__Source data__.
<<<<

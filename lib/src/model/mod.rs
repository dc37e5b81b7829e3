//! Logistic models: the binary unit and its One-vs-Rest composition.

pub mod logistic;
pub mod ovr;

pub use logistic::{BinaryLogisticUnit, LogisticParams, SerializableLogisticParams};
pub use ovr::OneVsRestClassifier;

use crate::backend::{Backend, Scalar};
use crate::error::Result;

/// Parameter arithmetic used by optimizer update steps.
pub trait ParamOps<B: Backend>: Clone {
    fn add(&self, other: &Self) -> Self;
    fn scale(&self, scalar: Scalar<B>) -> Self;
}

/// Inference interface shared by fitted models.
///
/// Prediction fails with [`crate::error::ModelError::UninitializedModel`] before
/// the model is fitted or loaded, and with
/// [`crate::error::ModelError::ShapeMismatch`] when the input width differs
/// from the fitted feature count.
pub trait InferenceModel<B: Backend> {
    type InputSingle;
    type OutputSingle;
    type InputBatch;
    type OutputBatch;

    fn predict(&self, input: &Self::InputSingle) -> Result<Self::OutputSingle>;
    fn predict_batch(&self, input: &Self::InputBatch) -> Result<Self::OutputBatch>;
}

>>>>

__ACTION ITEM__. Would you please give all of the entries above once more, exactly as they are?

__TASK RESULT__.
filename lib/src/model/mod.rs
repository dc37e5b81b7829e3
//! Logistic models: the binary unit and its One-vs-Rest composition.

pub mod logistic;
pub mod ovr;

pub use logistic::{BinaryLogisticUnit, LogisticParams, SerializableLogisticParams};
pub use ovr::OneVsRestClassifier;

use crate::backend::{Backend, Scalar};
use crate::error::Result;

/// Parameter arithmetic used by optimizer update steps.
pub trait ParamOps<B: Backend>: Clone {
    fn add(&self, other: &Self) -> Self;
    fn scale(&self, scalar: Scalar<B>) -> Self;
}

/// Inference interface shared by fitted models.
///
/// Prediction fails with [`crate::error::ModelError::UninitializedModel`] before
/// the model is fitted or loaded, and with
/// [`crate::error::ModelError::ShapeMismatch`] when the input width differs
/// from the fitted feature count.
pub trait InferenceModel<B: Backend> {
    type InputSingle;
    type OutputSingle;
    type InputBatch;
    type OutputBatch;

    fn predict(&self, input: &Self::InputSingle) -> Result<Self::OutputSingle>;
    fn predict_batch(&self, input: &Self::InputBatch) -> Result<Self::OutputBatch>;
}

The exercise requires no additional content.